You use full power on every takeoff, right? Full power should be used in nearly every piston airplane. Most light airplanes need all the power they can muster. Even if you’re in a lightly loaded twin using a 10,000-foot runway, full power should be used—if only for the fuel-enrichment feature built into most fuel systems that helps keep cylinders cool at high power and low airspeeds typical of climb. Because of this added cooling fuel, a partial-power takeoff could actually cause damage when you think you’re babying the engine. Finally, every takeoff performance parameter in light-airplane flight manuals assumes you’re using all available power. Anything else and, well, your results will vary—for the worse.
But in turbine airplanes there’s an abundance of power on tap—so much so that if the weight, altitude, and temperature (WAT) limits are favorable, it saves engine wear and fuel to perform reduced-power takeoffs, also known as a flex or reduced-thrust takeoff. Modern jets and some turboprops have flight management computers (FMC) that calculate how much thrust is needed given the WAT limits entered into the box by the pilots. Older turbine airplanes may require pilots to delve into the performance charts to determine the same information.

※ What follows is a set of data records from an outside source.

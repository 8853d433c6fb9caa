//! In-memory `StudioBackend` for workflow tests. Records every call it receives.

use std::collections::BTreeMap;
use std::sync::Mutex;
use std::time::Duration;

use async_trait::async_trait;
use chrono::Utc;

use crate::models::brand_voice::{BrandVoiceRequest, GeneratedVoice};
use crate::models::catalog::{Product, ProductImage, ProductPage};
use crate::models::generation::GenerationRequest;
use crate::models::library::{
    AdLibraryItem, AdMetrics, AdStatus, CrossPostReceipt, CrossPostRequest, SaveAdRequest,
};
use crate::models::platform::{AdAccount, Campaign};
use crate::models::variant::{GeneratedVariant, GenerationMetadata, GenerationResult};
use crate::upstream::{StudioBackend, UpstreamError};

pub fn sample_variant(n: u32) -> GeneratedVariant {
    let mut breakdown = BTreeMap::new();
    breakdown.insert("hook".to_string(), 0.8);
    breakdown.insert("clarity".to_string(), 0.7);
    GeneratedVariant {
        id: format!("variant-{n}"),
        variant_number: n,
        variant_type: if n % 2 == 0 { "emotional" } else { "benefit" }.to_string(),
        headline: format!("Headline {n}"),
        alternative_headlines: vec![format!("Alt headline {n}")],
        primary_text: format!("Primary text {n}"),
        description: Some(format!("Description {n}")),
        cta: "Shop Now".to_string(),
        cta_rationale: "Direct purchase intent".to_string(),
        hook_technique: "question".to_string(),
        tone: "friendly".to_string(),
        predicted_score: 6.0 + n as f64,
        score_breakdown: breakdown,
    }
}

pub fn sample_product(id: &str, image_count: usize) -> Product {
    Product {
        id: id.to_string(),
        title: format!("Product {id}"),
        description: Some(format!("The best {id} you will ever own")),
        price: Some(49.0),
        images: (0..image_count)
            .map(|i| ProductImage {
                url: format!("https://cdn.example.com/{id}/{i}.jpg"),
                alt: None,
            })
            .collect(),
    }
}

fn rejected(message: &str) -> UpstreamError {
    UpstreamError::Rejected {
        message: message.to_string(),
    }
}

pub struct FakeBackend {
    pub variants: Mutex<Vec<GeneratedVariant>>,
    pub products: Mutex<Vec<Product>>,
    pub generate_error: Mutex<Option<String>>,
    pub save_error: Mutex<Option<String>>,
    pub cross_post_error: Mutex<Option<String>>,
    pub voice_error: Mutex<Option<String>>,
    pub generate_delay: Mutex<Option<Duration>>,
    pub calls: Mutex<Vec<String>>,
    pub generation_requests: Mutex<Vec<GenerationRequest>>,
    pub saved: Mutex<Vec<SaveAdRequest>>,
    pub cross_posts: Mutex<Vec<CrossPostRequest>>,
    pub voice_requests: Mutex<Vec<BrandVoiceRequest>>,
}

impl Default for FakeBackend {
    fn default() -> Self {
        Self {
            variants: Mutex::new((1..=3).map(sample_variant).collect()),
            products: Mutex::new(vec![sample_product("boots", 2)]),
            generate_error: Mutex::new(None),
            save_error: Mutex::new(None),
            cross_post_error: Mutex::new(None),
            voice_error: Mutex::new(None),
            generate_delay: Mutex::new(None),
            calls: Mutex::new(Vec::new()),
            generation_requests: Mutex::new(Vec::new()),
            saved: Mutex::new(Vec::new()),
            cross_posts: Mutex::new(Vec::new()),
            voice_requests: Mutex::new(Vec::new()),
        }
    }
}

impl FakeBackend {
    pub fn calls(&self) -> Vec<String> {
        self.calls.lock().unwrap().clone()
    }

    pub fn set(slot: &Mutex<Option<String>>, message: &str) {
        *slot.lock().unwrap() = Some(message.to_string());
    }

    fn record(&self, call: impl Into<String>) {
        self.calls.lock().unwrap().push(call.into());
    }

    fn item_from(request: &SaveAdRequest, id: String) -> AdLibraryItem {
        let now = Utc::now();
        AdLibraryItem {
            id,
            shop_id: request.shop_id.clone(),
            status: request.status,
            headline: request.headline.clone(),
            body: request.body.clone(),
            description: request.description.clone(),
            cta: request.cta.clone(),
            platform: request.platform,
            goal: request.goal,
            image_urls: request.image_urls.clone(),
            product: request.product.clone(),
            metrics: AdMetrics::default(),
            created_at: now,
            updated_at: now,
        }
    }
}

#[async_trait]
impl StudioBackend for FakeBackend {
    async fn generate(
        &self,
        request: &GenerationRequest,
    ) -> Result<GenerationResult, UpstreamError> {
        self.record("generate");
        self.generation_requests.lock().unwrap().push(request.clone());
        let delay = *self.generate_delay.lock().unwrap();
        if let Some(delay) = delay {
            tokio::time::sleep(delay).await;
        }
        if let Some(message) = self.generate_error.lock().unwrap().clone() {
            return Err(rejected(&message));
        }
        Ok(GenerationResult {
            variants: self.variants.lock().unwrap().clone(),
            metadata: GenerationMetadata {
                generation_time_ms: 3100,
                ai_cost: 0.02,
            },
        })
    }

    async fn save_ad(&self, request: &SaveAdRequest) -> Result<AdLibraryItem, UpstreamError> {
        self.record("save_ad");
        if let Some(message) = self.save_error.lock().unwrap().clone() {
            return Err(rejected(&message));
        }
        let mut saved = self.saved.lock().unwrap();
        saved.push(request.clone());
        Ok(Self::item_from(request, format!("ad-{}", saved.len())))
    }

    async fn update_ad_status(
        &self,
        ad_id: &str,
        status: AdStatus,
    ) -> Result<AdLibraryItem, UpstreamError> {
        self.record(format!("update_ad_status:{ad_id}:{}", status.as_str()));
        let saved = self.saved.lock().unwrap();
        let request = saved.first().ok_or_else(|| rejected("Ad not found"))?;
        let mut item = Self::item_from(request, ad_id.to_string());
        item.status = status;
        Ok(item)
    }

    async fn list_ads(
        &self,
        shop_id: &str,
        status: Option<AdStatus>,
    ) -> Result<Vec<AdLibraryItem>, UpstreamError> {
        match status {
            Some(status) => self.record(format!("list_ads:{shop_id}:{}", status.as_str())),
            None => self.record(format!("list_ads:{shop_id}")),
        }
        let saved = self.saved.lock().unwrap();
        Ok(saved
            .iter()
            .enumerate()
            .map(|(i, r)| Self::item_from(r, format!("ad-{}", i + 1)))
            .filter(|item| item.shop_id == shop_id)
            .filter(|item| status.map_or(true, |s| item.status == s))
            .collect())
    }

    async fn search_products(
        &self,
        shop: &str,
        query: &str,
        limit: u32,
    ) -> Result<ProductPage, UpstreamError> {
        self.record(format!("search:{query}"));
        let needle = query.to_lowercase();
        let products: Vec<Product> = self
            .products
            .lock()
            .unwrap()
            .iter()
            .filter(|p| !shop.is_empty() && p.title.to_lowercase().contains(&needle))
            .take(limit as usize)
            .cloned()
            .collect();
        Ok(ProductPage {
            products,
            has_more: false,
        })
    }

    async fn ad_accounts(&self) -> Result<Vec<AdAccount>, UpstreamError> {
        self.record("ad_accounts");
        Ok(vec![AdAccount {
            id: "act_1".to_string(),
            name: "Main account".to_string(),
            currency: Some("USD".to_string()),
            status: Some("active".to_string()),
        }])
    }

    async fn campaigns(&self, ad_account_id: &str) -> Result<Vec<Campaign>, UpstreamError> {
        self.record(format!("campaigns:{ad_account_id}"));
        Ok(vec![Campaign {
            id: "cmp_1".to_string(),
            name: "Spring sale".to_string(),
            objective: Some("OUTCOME_SALES".to_string()),
            status: Some("ACTIVE".to_string()),
        }])
    }

    async fn create_external_ad(
        &self,
        request: &CrossPostRequest,
    ) -> Result<CrossPostReceipt, UpstreamError> {
        self.record("create_external_ad");
        self.cross_posts.lock().unwrap().push(request.clone());
        if let Some(message) = self.cross_post_error.lock().unwrap().clone() {
            return Err(rejected(&message));
        }
        Ok(CrossPostReceipt {
            external_ad_id: format!("fb-{}", request.ad_id),
        })
    }

    async fn generate_brand_voice(
        &self,
        request: &BrandVoiceRequest,
    ) -> Result<GeneratedVoice, UpstreamError> {
        self.record("generate_brand_voice");
        self.voice_requests.lock().unwrap().push(request.clone());
        if let Some(message) = self.voice_error.lock().unwrap().clone() {
            return Err(rejected(&message));
        }
        Ok(GeneratedVoice {
            summary: format!("Warm and direct, drawn from {} samples", request.samples.len()),
            tone_attributes: vec!["warm".to_string(), "direct".to_string()],
        })
    }
}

Methods used to actually calculate a reduced-thrust takeoff setting vary, but in general, pilots enter a higher temperature into the FMC to trick the box into reducing power accordingly, to mimic degradations in performance that such a temperature would create. This is called an assumed temp.
So even though it’s 15 degrees Celsius at the airport, if WAT limits allow, a flex temperature of, say, 57 degrees could be used. In turn, the FMC commands the engine controls to supply the thrust that would be used with temperature at 57 degrees C.
While not nearly as fun for us pilots as unleashing all the ponies behind the thrust levers, flex takeoffs are the economical choice for jet operators—for several reasons. Perhaps the biggest reason is that going easy on the engines can greatly extend their lives. And when turbines can cost millions of dollars each, it makes economic sense to get as much life out of them as possible. Operating temperatures and pressures are lower, which reduces strain on nearly every component in the engine.
From a maintenance standpoint, modern engines are replaced on condition, unlike the calendar time/time-between-overhaul method used for piston engines. While a typical Continental or Lycoming piston engine is good for 12 years/2,000 hours, a jet engine could go tens of thousands of hours before needing replacement. Sure, they get inspected at prescribed intervals, but if everything is good they can be buttoned up and sent on their way again.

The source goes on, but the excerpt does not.